** Opening Data to process block **
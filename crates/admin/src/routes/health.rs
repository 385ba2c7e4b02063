//! Health check endpoints.

use axum::{extract::State, http::StatusCode};

use crate::state::AppState;

/// Liveness health check endpoint.
///
/// Returns "ok" if the server is running. Does not check dependencies.
pub async fn health() -> &'static str {
    "ok"
}

/// Readiness health check endpoint.
///
/// Returns 503 Service Unavailable if the order store is not reachable.
pub async fn readiness(State(state): State<AppState>) -> StatusCode {
    match state.order_store().ping().await {
        Ok(()) => StatusCode::OK,
        Err(e) => {
            tracing::warn!(error = %e, "readiness check failed");
            StatusCode::SERVICE_UNAVAILABLE
        }
    }
}
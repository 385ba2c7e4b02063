//! Money amounts using decimal arithmetic.
//!
//! The store sells in a single currency (INR), so a price is just a decimal
//! amount in rupees. Amounts are never floats: order totals are compared for
//! exact equality against the sum of their line items.

use std::iter::Sum;
use std::ops::Add;

use rust_decimal::Decimal;
use serde::{Deserialize, Serialize};

/// An amount in rupees.
#[derive(
    Debug, Clone, Copy, PartialEq, Eq, PartialOrd, Ord, Hash, Default, Serialize, Deserialize,
)]
#[cfg_attr(feature = "postgres", derive(sqlx::Type), sqlx(transparent))]
#[serde(transparent)]
pub struct Price(Decimal);

impl Price {
    /// Zero rupees.
    pub const ZERO: Self = Self(Decimal::ZERO);

    /// Create a price from a decimal amount.
    #[must_use]
    pub const fn new(amount: Decimal) -> Self {
        Self(amount)
    }

    /// Create a price from a whole number of rupees.
    #[must_use]
    pub fn from_rupees(rupees: i64) -> Self {
        Self(Decimal::from(rupees))
    }

    /// The underlying decimal amount.
    #[must_use]
    pub const fn amount(&self) -> Decimal {
        self.0
    }

    /// Price multiplied by a quantity (a line total).
    #[must_use]
    pub fn times(self, quantity: u32) -> Self {
        Self(self.0 * Decimal::from(quantity))
    }

    /// Whether the amount is below zero.
    #[must_use]
    pub fn is_negative(&self) -> bool {
        self.0 < Decimal::ZERO
    }
}

impl Add for Price {
    type Output = Self;

    fn add(self, rhs: Self) -> Self {
        Self(self.0 + rhs.0)
    }
}

impl Sum for Price {
    fn sum<I: Iterator<Item = Self>>(iter: I) -> Self {
        iter.fold(Self::ZERO, Add::add)
    }
}

impl<'a> Sum<&'a Self> for Price {
    fn sum<I: Iterator<Item = &'a Self>>(iter: I) -> Self {
        iter.copied().sum()
    }
}

impl From<Decimal> for Price {
    fn from(amount: Decimal) -> Self {
        Self(amount)
    }
}

impl std::fmt::Display for Price {
    fn fmt(&self, f: &mut std::fmt::Formatter<'_>) -> std::fmt::Result {
        write!(f, "Rs {:.2}", self.0)
    }
}

#[cfg(test)]
mod tests {
    use super::*;

    #[test]
    fn line_total_multiplies_by_quantity() {
        let price = Price::new(Decimal::new(12_50, 2));
        assert_eq!(price.times(4), Price::from_rupees(50));
    }

    #[test]
    fn sum_of_prices() {
        let total: Price = [Price::from_rupees(100), Price::from_rupees(250)]
            .iter()
            .sum();
        assert_eq!(total, Price::from_rupees(350));
    }

    #[test]
    fn display_uses_rupee_prefix() {
        assert_eq!(Price::from_rupees(500).to_string(), "Rs 500.00");
    }

    #[test]
    fn negative_detection() {
        assert!(Price::from_rupees(-1).is_negative());
        assert!(!Price::ZERO.is_negative());
    }
}
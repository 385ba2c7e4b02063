//! `PostgreSQL` product catalogue.
//!
//! The admin backend only counts products; the catalogue itself is managed
//! elsewhere (and seeded by `sd-cli seed`).

use async_trait::async_trait;
use sqlx::PgPool;

use super::{ProductStore, RepositoryError, count_to_u64};

#[derive(Debug, Clone)]
pub struct PgProductStore {
    pool: PgPool,
}

impl PgProductStore {
    #[must_use]
    pub const fn new(pool: PgPool) -> Self {
        Self { pool }
    }
}

#[async_trait]
impl ProductStore for PgProductStore {
    async fn count(&self) -> Result<u64, RepositoryError> {
        let count: i64 = sqlx::query_scalar("SELECT COUNT(*) FROM products")
            .fetch_one(&self.pool)
            .await?;
        count_to_u64(count)
    }
}
//! Response headers for an API that should never be framed or cached.

use axum::{
    extract::Request,
    http::{HeaderValue, header},
    middleware::Next,
    response::Response,
};

pub async fn security_headers(request: Request, next: Next) -> Response {
    let mut response = next.run(request).await;
    let headers = response.headers_mut();

    headers.insert(
        header::X_CONTENT_TYPE_OPTIONS,
        HeaderValue::from_static("nosniff"),
    );
    headers.insert(header::X_FRAME_OPTIONS, HeaderValue::from_static("DENY"));
    headers.insert(header::CACHE_CONTROL, HeaderValue::from_static("no-store"));
    headers.insert(
        header::REFERRER_POLICY,
        HeaderValue::from_static("no-referrer"),
    );

    response
}
//! Company details used on invoices.

use axum::{Json, extract::State};
use tracing::instrument;

use shopdesk_core::CompanyDetails;

use crate::error::AppError;
use crate::middleware::{RequireAdminAuth, RequireSuperAdmin};
use crate::state::AppState;

#[instrument(skip(_admin, state))]
pub async fn show_company(
    RequireAdminAuth(_admin): RequireAdminAuth,
    State(state): State<AppState>,
) -> Result<Json<CompanyDetails>, AppError> {
    Ok(Json(state.orders().company().await?))
}

#[instrument(skip(admin, state, details), fields(admin = %admin.username))]
pub async fn update_company(
    RequireSuperAdmin(admin): RequireSuperAdmin,
    State(state): State<AppState>,
    Json(details): Json<CompanyDetails>,
) -> Result<Json<CompanyDetails>, AppError> {
    Ok(Json(state.orders().update_company(details).await?))
}
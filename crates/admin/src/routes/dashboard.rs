//! Dashboard totals.

use axum::{Json, extract::State};
use tracing::instrument;

use shopdesk_core::DashboardStats;

use crate::error::AppError;
use crate::middleware::RequireAdminAuth;
use crate::state::AppState;

#[instrument(skip(_admin, state))]
pub async fn stats(
    RequireAdminAuth(_admin): RequireAdminAuth,
    State(state): State<AppState>,
) -> Result<Json<DashboardStats>, AppError> {
    Ok(Json(state.orders().dashboard_stats().await?))
}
** Closing Data to process block **
* What you have to do *
Please find out how many lines of the material contain the string "transparent" and answer with the count alone.

* Task result *
2